- **PROBLEM REQUIREMENTS**
Select the lines below containing the word "OpenGL".

DATA PROVIDED Start Marker

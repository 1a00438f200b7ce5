use std::fmt;
use std::io;
use std::path::PathBuf;

use thiserror::Error;

/// Platform step that failed while bringing a window up.
#[derive(Debug, Clone, Copy, PartialEq, Eq)]
pub enum CreationStep {
    Init,
    VideoSubsystem,
    BuildWindow,
    CreateContext,
    MakeCurrent,
    LoadFunctions,
}

impl fmt::Display for CreationStep {
    fn fmt(&self, f: &mut fmt::Formatter<'_>) -> fmt::Result {
        let s = match self {
            CreationStep::Init => "SDL initialisation",
            CreationStep::VideoSubsystem => "video subsystem initialisation",
            CreationStep::BuildWindow => "window creation",
            CreationStep::CreateContext => "OpenGL context creation",
            CreationStep::MakeCurrent => "making OpenGL context current",
            CreationStep::LoadFunctions => "loading OpenGL functions",
        };
        f.write_str(s)
    }
}

/// File step that failed. Closing has no variant: `File` closes on drop and
/// discards the result.
#[derive(Debug, Clone, Copy, PartialEq, Eq)]
pub enum FileOp {
    Open,
    Seek,
    Read,
}

impl fmt::Display for FileOp {
    fn fmt(&self, f: &mut fmt::Formatter<'_>) -> fmt::Result {
        let s = match self {
            FileOp::Open => "open",
            FileOp::Seek => "seek",
            FileOp::Read => "read",
        };
        f.write_str(s)
    }
}

#[derive(Debug, Clone, Copy, PartialEq, Eq)]
pub enum StageKind {
    Vertex,
    Fragment,
}

impl fmt::Display for StageKind {
    fn fmt(&self, f: &mut fmt::Formatter<'_>) -> fmt::Result {
        match self {
            StageKind::Vertex => f.write_str("vertex"),
            StageKind::Fragment => f.write_str("fragment"),
        }
    }
}

#[derive(Error, Debug)]
pub enum Error {
    #[error("{step} failed: {reason}")]
    WindowCreation { step: CreationStep, reason: String },

    #[error("window system message error: {0}")]
    WindowSystem(String),

    #[error("failed to {op} {}: {source}", .path.display())]
    FileAccess {
        path: PathBuf,
        op: FileOp,
        #[source]
        source: io::Error,
    },

    #[error("{stage} shader compilation error: {log}")]
    ShaderCompile { stage: StageKind, log: String },

    #[error("program link error: {log}")]
    ShaderLink { log: String },

    #[error("failed to present frame: {0}")]
    Present(String),
}

pub type Result<T> = std::result::Result<T, Error>;

impl Error {
    pub fn creation(step: CreationStep, reason: impl Into<String>) -> Error {
        Error::WindowCreation {
            step,
            reason: reason.into(),
        }
    }

    pub fn file(path: impl Into<PathBuf>, op: FileOp, source: io::Error) -> Error {
        Error::FileAccess {
            path: path.into(),
            op,
            source,
        }
    }

    /// Process exit status for this failure class. Never zero.
    pub fn exit_code(&self) -> i32 {
        match self {
            Error::WindowCreation { .. } => 2,
            Error::WindowSystem(_) => 3,
            Error::FileAccess { .. } => 4,
            Error::ShaderCompile { .. } => 5,
            Error::ShaderLink { .. } => 6,
            Error::Present(_) => 7,
        }
    }
}
use backend::config::{self, WindowConfig};
use backend::fatal;
use backend::render::Renderer;
use backend::window::WindowSession;

fn run() -> backend::Result<()> {
    let mut session = WindowSession::create(&WindowConfig::default())?;
    let renderer = Renderer::load(
        config::CLEAR_COLOR,
        config::VERTEX_SPIRV,
        config::FRAGMENT_SPIRV,
    )?;

    while session.poll_events()? {
        if session.state().quitting() {
            continue;
        }
        renderer.draw_frame(&mut session)?;
    }

    // GL objects go before the context they live in
    drop(renderer);
    session.release_context();
    Ok(())
}

fn main() {
    env_logger::init();

    if let Err(e) = run() {
        fatal::exit_on_error(&e);
    }
}
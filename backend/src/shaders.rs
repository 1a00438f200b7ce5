//! SPIR-V shader loading.
//!
//! Stages and programs are guards: dropping one deletes the GL object, so
//! every early return releases what was created up to that point.

use std::ffi::{CStr, CString};
use std::fs::File;
use std::io::{self, Read, Seek, SeekFrom};
use std::path::Path;

use gl::types::*;
use log::{debug, error};

use crate::config::SHADER_ENTRY;
use crate::error::{Error, FileOp, Result, StageKind};

/// The GL calls the loader needs. [`GlBackend`] talks to the driver.
pub trait ShaderBackend: Clone {
    /// Returns 0 on failure.
    fn create_shader(&self, kind: StageKind) -> u32;
    fn shader_binary(&self, shader: u32, binary: &[u8]);
    fn specialize(&self, shader: u32, entry: &CStr);
    fn compile_status(&self, shader: u32) -> bool;
    fn shader_log(&self, shader: u32) -> String;
    fn delete_shader(&self, shader: u32);

    fn create_program(&self) -> u32;
    fn attach(&self, program: u32, shader: u32);
    fn link(&self, program: u32);
    fn link_status(&self, program: u32) -> bool;
    fn program_log(&self, program: u32) -> String;
    fn delete_program(&self, program: u32);
    fn use_program(&self, program: u32);
}

#[derive(Debug, Default, Clone, Copy)]
pub struct GlBackend;

impl ShaderBackend for GlBackend {
    fn create_shader(&self, kind: StageKind) -> u32 {
        let ty = match kind {
            StageKind::Vertex => gl::VERTEX_SHADER,
            StageKind::Fragment => gl::FRAGMENT_SHADER,
        };
        unsafe { gl::CreateShader(ty) }
    }

    fn shader_binary(&self, shader: u32, binary: &[u8]) {
        unsafe {
            gl::ShaderBinary(
                1,
                &shader,
                gl::SHADER_BINARY_FORMAT_SPIR_V,
                binary.as_ptr().cast(),
                binary.len() as GLsizei,
            )
        };
    }

    fn specialize(&self, shader: u32, entry: &CStr) {
        unsafe {
            gl::SpecializeShader(
                shader,
                entry.as_ptr(),
                0,
                std::ptr::null(),
                std::ptr::null(),
            )
        };
    }

    fn compile_status(&self, shader: u32) -> bool {
        let mut success = 0;
        unsafe { gl::GetShaderiv(shader, gl::COMPILE_STATUS, &mut success) };
        success != 0
    }

    fn shader_log(&self, shader: u32) -> String {
        let mut len = 0_i32;
        unsafe { gl::GetShaderiv(shader, gl::INFO_LOG_LENGTH, &mut len) };
        if len <= 0 {
            return String::new();
        }
        let mut v: Vec<u8> = vec![0; len as usize];
        let mut written = 0_i32;
        unsafe { gl::GetShaderInfoLog(shader, len, &mut written, v.as_mut_ptr().cast()) };
        v.truncate(written.max(0) as usize);
        String::from_utf8_lossy(&v).into_owned()
    }

    fn delete_shader(&self, shader: u32) {
        unsafe { gl::DeleteShader(shader) };
    }

    fn create_program(&self) -> u32 {
        unsafe { gl::CreateProgram() }
    }

    fn attach(&self, program: u32, shader: u32) {
        unsafe { gl::AttachShader(program, shader) };
    }

    fn link(&self, program: u32) {
        unsafe { gl::LinkProgram(program) };
    }

    fn link_status(&self, program: u32) -> bool {
        let mut success = 0;
        unsafe { gl::GetProgramiv(program, gl::LINK_STATUS, &mut success) };
        success != 0
    }

    fn program_log(&self, program: u32) -> String {
        let mut len = 0_i32;
        unsafe { gl::GetProgramiv(program, gl::INFO_LOG_LENGTH, &mut len) };
        if len <= 0 {
            return String::new();
        }
        let mut v: Vec<u8> = vec![0; len as usize];
        let mut written = 0_i32;
        unsafe { gl::GetProgramInfoLog(program, len, &mut written, v.as_mut_ptr().cast()) };
        v.truncate(written.max(0) as usize);
        String::from_utf8_lossy(&v).into_owned()
    }

    fn delete_program(&self, program: u32) {
        unsafe { gl::DeleteProgram(program) };
    }

    fn use_program(&self, program: u32) {
        unsafe { gl::UseProgram(program) };
    }
}

/// A compiled shader stage.
pub struct Stage<B: ShaderBackend> {
    backend: B,
    id: u32,
    kind: StageKind,
}

impl<B: ShaderBackend> Stage<B> {
    pub fn id(&self) -> u32 {
        self.id
    }
}

impl<B: ShaderBackend> Drop for Stage<B> {
    fn drop(&mut self) {
        debug!("deleting {} shader {}", self.kind, self.id);
        self.backend.delete_shader(self.id);
    }
}

/// A linked program.
pub struct Program<B: ShaderBackend> {
    backend: B,
    id: u32,
}

impl<B: ShaderBackend> Program<B> {
    pub fn id(&self) -> u32 {
        self.id
    }

    pub fn use_program(&self) {
        self.backend.use_program(self.id);
    }
}

impl<B: ShaderBackend> Drop for Program<B> {
    fn drop(&mut self) {
        self.backend.delete_program(self.id);
    }
}

// SPIR-V modules are small, anything past this grows while reading
const MAX_PREALLOC: u64 = 1 << 20;

/// Reads a whole regular file into memory.
pub fn read_binary(path: &Path) -> Result<Vec<u8>> {
    let file = File::open(path).map_err(|e| Error::file(path, FileOp::Open, e))?;

    let metadata = file
        .metadata()
        .map_err(|e| Error::file(path, FileOp::Read, e))?;
    if !metadata.is_file() {
        let e = io::Error::new(io::ErrorKind::InvalidInput, "not a regular file");
        return Err(Error::file(path, FileOp::Read, e));
    }

    read_all(path, file)
}

fn read_all<R: Read + Seek>(path: &Path, mut reader: R) -> Result<Vec<u8>> {
    let len = reader
        .seek(SeekFrom::End(0))
        .and_then(|len| reader.rewind().map(|_| len))
        .map_err(|e| Error::file(path, FileOp::Seek, e))?;

    let mut data = Vec::with_capacity(len.min(MAX_PREALLOC) as usize);
    reader
        .read_to_end(&mut data)
        .map_err(|e| Error::file(path, FileOp::Read, e))?;
    Ok(data)
}

pub fn load_shader_stage<B: ShaderBackend>(
    backend: &B,
    kind: StageKind,
    path: impl AsRef<Path>,
) -> Result<Stage<B>> {
    let path = path.as_ref();
    let binary = read_binary(path)?;

    let entry = CString::new(SHADER_ENTRY).map_err(|_| Error::ShaderCompile {
        stage: kind,
        log: format!("invalid entry point name {SHADER_ENTRY:?}"),
    })?;

    let id = backend.create_shader(kind);
    if id == 0 {
        return Err(Error::ShaderCompile {
            stage: kind,
            log: "glCreateShader failed".to_string(),
        });
    }
    let stage = Stage {
        backend: backend.clone(),
        id,
        kind,
    };

    backend.shader_binary(id, &binary);
    // the driver has its own copy now
    drop(binary);
    backend.specialize(id, &entry);

    if !backend.compile_status(id) {
        let log = backend.shader_log(id);
        error!("{kind} shader {}: {log}", path.display());
        return Err(Error::ShaderCompile { stage: kind, log });
    }

    debug!("loaded {kind} shader {}", path.display());
    Ok(stage)
}

/// Links both stages into a program. The stages are released once linking
/// has been attempted, whatever the outcome.
pub fn link_program<B: ShaderBackend>(
    backend: &B,
    vertex: Stage<B>,
    fragment: Stage<B>,
) -> Result<Program<B>> {
    let id = backend.create_program();
    if id == 0 {
        return Err(Error::ShaderLink {
            log: "glCreateProgram failed".to_string(),
        });
    }
    let program = Program {
        backend: backend.clone(),
        id,
    };

    backend.attach(id, vertex.id());
    backend.attach(id, fragment.id());
    backend.link(id);

    drop(vertex);
    drop(fragment);

    if !backend.link_status(id) {
        let log = backend.program_log(id);
        error!("program link: {log}");
        return Err(Error::ShaderLink { log });
    }

    Ok(program)
}
use gl::{types::*, *};

/// Returns the oldest pending GL error, if any.
pub fn gl_error() -> Option<GLenum> {
    let err = unsafe { gl::GetError() };
    if err == gl::NO_ERROR {
        return None;
    }
    Some(err)
}

/// Pops pending GL errors, at most 16.
pub fn drain_gl_errors() -> Vec<GLenum> {
    let mut errors = Vec::new();
    while errors.len() < 16 {
        match gl_error() {
            Some(err) => errors.push(err),
            None => break,
        }
    }
    errors
}

pub fn gl_version() -> (i32, i32) {
    let mut major: i32 = 0;
    let mut minor: i32 = 0;
    unsafe { gl::GetIntegerv(MAJOR_VERSION, &mut major) };
    unsafe { gl::GetIntegerv(MINOR_VERSION, &mut minor) };
    (major, minor)
}

pub fn gl_buffer_data_arr_stat<T: Sized>(buffer: &[T]) {
    unsafe {
        gl::BufferData(
            ARRAY_BUFFER,
            std::mem::size_of_val(buffer) as isize,
            buffer.as_ptr().cast(),
            STATIC_DRAW,
        )
    };
}

pub fn gl_buffer_data_element_stat<T: Sized>(buffer: &[T]) {
    unsafe {
        gl::BufferData(
            ELEMENT_ARRAY_BUFFER,
            std::mem::size_of_val(buffer) as isize,
            buffer.as_ptr().cast(),
            STATIC_DRAW,
        )
    };
}

/// `size`, `stride` and `offset` are counted in floats.
pub fn gl_vertex_attrib_ptr_enab(index: u32, size: u32, stride: u32, offset: usize) {
    unsafe {
        gl::VertexAttribPointer(
            index,
            size as i32,
            FLOAT,
            FALSE,
            (stride as usize * std::mem::size_of::<f32>()) as i32,
            (offset * std::mem::size_of::<f32>()) as *const _,
        )
    };
    unsafe { gl::EnableVertexAttribArray(index) };
}
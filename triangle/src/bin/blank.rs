use backend::config::{self, WindowConfig};
use backend::fatal;
use backend::render::Renderer;
use backend::window::WindowSession;

fn run() -> backend::Result<()> {
    let mut session = WindowSession::create(&WindowConfig::default())?;
    let renderer = Renderer::new(config::CLEAR_COLOR);

    while session.poll_events()? {
        if session.state().quitting() {
            continue;
        }
        renderer.draw_frame(&mut session)?;
    }

    session.release_context();
    Ok(())
}

fn main() {
    env_logger::init();

    if let Err(e) = run() {
        fatal::exit_on_error(&e);
    }
}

DATA PROVIDED End Marker

- **SOLUTION TO THIS TASK**
            CreationStep::CreateContext => "OpenGL context creation",
            CreationStep::MakeCurrent => "making OpenGL context current",
            CreationStep::LoadFunctions => "loading OpenGL functions",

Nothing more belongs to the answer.